_Assigned task_:
If a line in the records contains the string "from", show that line.

Saved data entries:
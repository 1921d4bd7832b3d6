//! Error handling for the application

use axum::{
    extract::rejection::{JsonRejection, PathRejection, QueryRejection},
    http::StatusCode,
    response::{IntoResponse, Response},
    Json,
};

use crate::booking::responses::ErrorResponse;
use crate::booking::BookingError;
use crate::config::ConfigError;

/// Application error type
#[derive(Debug, thiserror::Error)]
pub enum AppError {
    #[error(transparent)]
    Booking(#[from] BookingError),

    #[error("Invalid JSON body: {0}")]
    JsonBody(#[from] JsonRejection),

    #[error("Invalid query string: {0}")]
    QueryString(#[from] QueryRejection),

    #[error("Invalid path: {0}")]
    PathParams(#[from] PathRejection),

    #[error("Database error: {0}")]
    Database(#[from] sqlx::Error),

    #[error("Template error: {0}")]
    Template(#[from] askama::Error),

    #[error("Configuration error: {0}")]
    Config(#[from] ConfigError),

    #[error("Seed data error: {0}")]
    Seed(String),
}

impl AppError {
    fn error_type(&self) -> &'static str {
        match self {
            AppError::Booking(e) => e.error_type(),
            AppError::JsonBody(_) => "invalid_body",
            AppError::QueryString(_) => "invalid_query",
            AppError::PathParams(_) => "invalid_path",
            AppError::Database(_) => "database",
            AppError::Template(_) => "template",
            AppError::Config(_) => "configuration",
            AppError::Seed(_) => "seed",
        }
    }
}

impl IntoResponse for AppError {
    fn into_response(self) -> Response {
        let (status, message) = match &self {
            AppError::Booking(e) => (e.status_code(), e.to_string()),
            AppError::JsonBody(rejection) => (rejection.status(), rejection.body_text()),
            AppError::QueryString(rejection) => (rejection.status(), rejection.body_text()),
            AppError::PathParams(rejection) => (rejection.status(), rejection.body_text()),
            AppError::Database(e) => {
                tracing::error!("Database error: {}", e);
                (StatusCode::INTERNAL_SERVER_ERROR, "Database error".to_string())
            }
            AppError::Template(e) => {
                tracing::error!("Template error: {}", e);
                (StatusCode::INTERNAL_SERVER_ERROR, "Template error".to_string())
            }
            AppError::Config(e) => {
                tracing::error!("Configuration error: {}", e);
                (StatusCode::INTERNAL_SERVER_ERROR, "Configuration error".to_string())
            }
            AppError::Seed(msg) => {
                tracing::error!("Seed data error: {}", msg);
                (StatusCode::INTERNAL_SERVER_ERROR, "Internal error".to_string())
            }
        };

        let body = ErrorResponse {
            error_type: self.error_type().to_string(),
            message,
        };

        (status, Json(body)).into_response()
    }
}

pub type Result<T> = std::result::Result<T, AppError>;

_Finished exercise_:
    Booking(#[from] BookingError),
    JsonBody(#[from] JsonRejection),
    QueryString(#[from] QueryRejection),
    PathParams(#[from] PathRejection),
    Database(#[from] sqlx::Error),
    Template(#[from] askama::Error),
    Config(#[from] ConfigError),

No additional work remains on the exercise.